Stored data:

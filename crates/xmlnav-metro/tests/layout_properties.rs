//! Property tests for depth-limited extraction and the station layout over generated trees.

use proptest::prelude::*;
use xmlnav_core::{XmlService, XmlTree};
use xmlnav_metro::{LayoutOptions, MetroGraph, compute_layout, extract_levels, to_graph};

#[derive(Debug, Clone)]
struct Node {
    tag: String,
    children: Vec<Node>,
}

fn node() -> impl Strategy<Value = Node> {
    let tag = prop::sample::select(vec!["a", "b", "item", "row"]).prop_map(String::from);
    let leaf = tag.clone().prop_map(|tag| Node {
        tag,
        children: Vec::new(),
    });
    leaf.prop_recursive(4, 90, 12, move |inner| {
        (tag.clone(), prop::collection::vec(inner, 0..12))
            .prop_map(|(tag, children)| Node { tag, children })
    })
}

fn render(node: &Node) -> String {
    if node.children.is_empty() {
        return format!("<{}/>", node.tag);
    }
    let inner: String = node.children.iter().map(render).collect();
    format!("<{0}>{inner}</{0}>", node.tag)
}

fn tree_of(node: &Node) -> XmlTree {
    XmlService::new()
        .build_tree(&render(node))
        .expect("generated XML builds")
}

fn graph_of(node: &Node, depth: usize) -> MetroGraph {
    to_graph(extract_levels(Some(&tree_of(node)), depth)).expect("graph")
}

proptest! {
    #![proptest_config(ProptestConfig::with_cases(64))]

    #[test]
    fn extraction_stops_at_the_depth_limit(root in node(), depth in 1usize..5) {
        let limited = extract_levels(Some(&tree_of(&root)), depth).expect("tree");
        for id in limited.iter() {
            let d = limited.depth(id);
            prop_assert!(d < depth);
            if d == depth - 1 {
                prop_assert_eq!(limited.node(id).child_count(), 0);
            }
        }
    }

    #[test]
    fn graph_levels_increase_by_one(root in node()) {
        let graph = graph_of(&root, 3);
        prop_assert_eq!(graph.root().level, 0);
        for (parent, child) in graph.edges() {
            prop_assert_eq!(graph.node(child).level, graph.node(parent).level + 1);
        }
        for n in graph.iter().filter(|n| n.level == 2) {
            prop_assert_eq!(n.child_count(), 0);
        }
    }
}

proptest! {
    #![proptest_config(ProptestConfig::with_cases(32))]

    #[test]
    fn layouts_are_spaced_aligned_and_collision_free(root in node()) {
        let graph = graph_of(&root, 3);
        let layout = compute_layout(Some(&graph), 2000.0, 1500.0);
        prop_assert_eq!(layout.len(), graph.len());
        let opts = LayoutOptions::default();

        let placed: Vec<_> = graph
            .iter()
            .map(|n| (n.level, layout.get(graph.xpath(n.id)).expect("position")))
            .collect();

        for (level, p) in &placed {
            prop_assert!((p.y - opts.level_y(*level)).abs() < 0.01);
        }

        for (i, (la, a)) in placed.iter().enumerate() {
            for (lb, b) in &placed[i + 1..] {
                let (dx, dy) = (b.x - a.x, b.y - a.y);
                let dist = (dx * dx + dy * dy).sqrt();
                prop_assert!(dist >= 79.9, "centers too close: {:?} {:?}", a, b);

                let (sa, sb) = (opts.node_size(*la), opts.node_size(*lb));
                let overlap = dx.abs() < (sa.width + sb.width) / 2.0
                    && dy.abs() < (sa.height + sb.height) / 2.0;
                prop_assert!(!overlap, "boxes overlap: {:?} {:?}", a, b);
            }
        }

        let max_level = graph.max_level();
        let avg_y = |level: usize| {
            let ys: Vec<f64> = placed
                .iter()
                .filter(|(l, _)| *l == level)
                .map(|(_, p)| p.y)
                .collect();
            ys.iter().sum::<f64>() / ys.len() as f64
        };
        for level in 1..=max_level {
            prop_assert!(avg_y(level) - avg_y(level - 1) >= 119.9);
        }
    }

    #[test]
    fn layouts_are_deterministic(root in node()) {
        let graph = graph_of(&root, 3);
        let first = compute_layout(Some(&graph), 2000.0, 1500.0);
        let second = compute_layout(Some(&graph), 2000.0, 1500.0);
        for (path, a) in &first.positions {
            let b = second.get(path).expect("same keys");
            prop_assert!((a.x - b.x).abs() <= 1.0 && (a.y - b.y).abs() <= 1.0);
        }
    }
}
//! Line-oriented tag scanner used by the repair engine and the unmatched-tag check.
//!
//! It works on raw text that may not be well-formed, so it only recognizes the shapes
//! `<name ...>`, `<name .../>` and `</name>`. Comments, CDATA sections, processing instructions
//! and declarations are blanked out by [`MarkupMask`] first, including spans that cross lines.
//! A start tag whose attributes continue on later lines is reported on the line where it closes
//! with `>`.

use regex::Regex;
use std::borrow::Cow;

/// Opening delimiter and terminator of every span whose content is not markup. Longer openers
/// sharing a prefix come first.
const OPAQUE_SPANS: [(&str, &str); 4] = [
    ("<!--", "-->"),
    ("<![CDATA[", "]]>"),
    ("<?", "?>"),
    ("<!", ">"),
];

/// Replaces comment, CDATA, processing-instruction and declaration spans with spaces, line by
/// line. Byte offsets are kept, so columns in the masked line match the raw line.
#[derive(Debug, Default)]
pub(crate) struct MarkupMask {
    /// Terminator of the span left open at the end of the previous line.
    open: Option<&'static str>,
}

fn blank(out: &mut String, span: &str) {
    out.extend(std::iter::repeat_n(' ', span.len()));
}

impl MarkupMask {
    pub(crate) fn mask_line<'a>(&mut self, line: &'a str) -> Cow<'a, str> {
        if self.open.is_none() && !line.contains("<!") && !line.contains("<?") {
            return Cow::Borrowed(line);
        }
        let mut out = String::with_capacity(line.len());
        let mut rest = line;
        loop {
            if let Some(end) = self.open {
                match rest.find(end) {
                    Some(i) => {
                        let stop = i + end.len();
                        blank(&mut out, &rest[..stop]);
                        rest = &rest[stop..];
                        self.open = None;
                    }
                    None => {
                        blank(&mut out, rest);
                        return Cow::Owned(out);
                    }
                }
            }
            let next = OPAQUE_SPANS
                .iter()
                .filter_map(|&(open, close)| rest.find(open).map(|i| (i, open, close)))
                .min_by_key(|&(i, _, _)| i);
            let Some((i, open, close)) = next else {
                out.push_str(rest);
                return Cow::Owned(out);
            };
            out.push_str(&rest[..i]);
            blank(&mut out, open);
            rest = &rest[i + open.len()..];
            self.open = Some(close);
        }
    }
}

/// Masks every line of `text` (split on `\n`).
pub(crate) fn masked_lines(text: &str) -> Vec<Cow<'_, str>> {
    let mut mask = MarkupMask::default();
    text.split('\n').map(|l| mask.mask_line(l)).collect()
}

fn tag_regex() -> &'static Regex {
    static RE: std::sync::OnceLock<Regex> = std::sync::OnceLock::new();
    RE.get_or_init(|| {
        Regex::new(r"<(/?)([a-zA-Z_][a-zA-Z0-9_:\-.]*)(?:[\s/][^>]*)?>").expect("valid regex")
    })
}

fn unterminated_regex() -> &'static Regex {
    static RE: std::sync::OnceLock<Regex> = std::sync::OnceLock::new();
    RE.get_or_init(|| {
        Regex::new(r"<([a-zA-Z_][a-zA-Z0-9_:\-.]*)(?:\s[^>]*)?$").expect("valid regex")
    })
}

#[derive(Debug, Clone, PartialEq, Eq)]
pub(crate) enum TagEvent {
    Open {
        name: String,
        /// 0-based line where the start tag begins.
        line: usize,
        /// Leading whitespace width of that line.
        indent: usize,
    },
    SelfClosing {
        name: String,
    },
    Close {
        name: String,
    },
}

#[derive(Debug, Clone)]
struct Pending {
    name: String,
    line: usize,
    indent: usize,
}

#[derive(Debug, Default)]
pub(crate) struct TagScanner {
    pending: Option<Pending>,
    mask: MarkupMask,
}

pub(crate) fn indent_width(line: &str) -> usize {
    line.chars().take_while(|c| c.is_whitespace()).count()
}

impl TagScanner {
    /// Scans one line and returns its tag events in order of appearance.
    pub(crate) fn scan_line(&mut self, line_idx: usize, line: &str) -> Vec<TagEvent> {
        let mut events = Vec::new();
        let indent = indent_width(line);
        let masked = self.mask.mask_line(line);
        let line = masked.as_ref();
        let mut rest_start = 0;

        if let Some(p) = self.pending.take() {
            match line.find('>') {
                Some(end) => {
                    if line[..end].ends_with('/') {
                        events.push(TagEvent::SelfClosing { name: p.name });
                    } else {
                        events.push(TagEvent::Open {
                            name: p.name,
                            line: p.line,
                            indent: p.indent,
                        });
                    }
                    rest_start = end + 1;
                }
                None => {
                    self.pending = Some(p);
                    return events;
                }
            }
        }

        let rest = &line[rest_start..];
        let mut last_end = 0;
        for cap in tag_regex().captures_iter(rest) {
            let Some(whole) = cap.get(0) else {
                continue;
            };
            last_end = whole.end();
            let name = cap[2].to_string();
            if &cap[1] == "/" {
                events.push(TagEvent::Close { name });
            } else if whole.as_str().ends_with("/>") {
                events.push(TagEvent::SelfClosing { name });
            } else {
                events.push(TagEvent::Open {
                    name,
                    line: line_idx,
                    indent,
                });
            }
        }

        if let Some(cap) = unterminated_regex().captures(&rest[last_end..]) {
            self.pending = Some(Pending {
                name: cap[1].to_string(),
                line: line_idx,
                indent,
            });
        }
        events
    }
}

#[cfg(test)]
mod tests {
    use super::*;

    fn names(events: &[TagEvent]) -> Vec<String> {
        events
            .iter()
            .map(|e| match e {
                TagEvent::Open { name, .. } => format!("+{name}"),
                TagEvent::SelfClosing { name } => format!("={name}"),
                TagEvent::Close { name } => format!("-{name}"),
            })
            .collect()
    }

    #[test]
    fn classifies_tags_in_line_order() {
        let mut s = TagScanner::default();
        let ev = s.scan_line(0, r#"  <a href="http://x/y"><b/></a><c k="1" /><!-- note --><?pi x?>"#);
        assert_eq!(names(&ev), ["+a", "=b", "-a", "=c"]);
        assert!(matches!(&ev[0], TagEvent::Open { indent: 2, line: 0, .. }));
    }

    #[test]
    fn opaque_spans_are_blanked_across_lines() {
        let mut s = TagScanner::default();
        assert_eq!(names(&s.scan_line(0, "<r><!-- <c>")), ["+r"]);
        assert!(s.scan_line(1, "  </d> <e/>").is_empty());
        assert_eq!(names(&s.scan_line(2, "--><x><![CDATA[</x>]]></x>")), ["+x", "-x"]);
        assert_eq!(names(&s.scan_line(3, "<?pi <y>?><!DOCTYPE z></r>")), ["-r"]);
    }

    #[test]
    fn mask_keeps_byte_offsets() {
        let mut mask = MarkupMask::default();
        let line = "<a><!-- größe --><b/>";
        let masked = mask.mask_line(line);
        assert_eq!(masked.len(), line.len());
        assert_eq!(masked.find("<b/>"), line.find("<b/>"));
        assert!(matches!(mask.mask_line("<plain/>"), Cow::Borrowed(_)));
    }

    #[test]
    fn start_tags_may_span_lines() {
        let mut s = TagScanner::default();
        assert!(s.scan_line(0, "<root>").len() == 1);
        assert!(s.scan_line(1, "  <item id=\"1\"").is_empty());
        let ev = s.scan_line(2, "        kind=\"x\">text");
        assert_eq!(
            ev,
            [TagEvent::Open {
                name: "item".into(),
                line: 1,
                indent: 2
            }]
        );
        assert!(s.scan_line(3, "  <leaf").is_empty());
        assert_eq!(names(&s.scan_line(4, "  /></root>")), ["=leaf", "-root"]);
    }
}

| Exercise prompt |
Filter the data above down to lines with the word "where", and copy them.

| Output below |
//! A start tag whose attributes continue on later lines is reported on the line where it closes
        /// 0-based line where the start tag begins.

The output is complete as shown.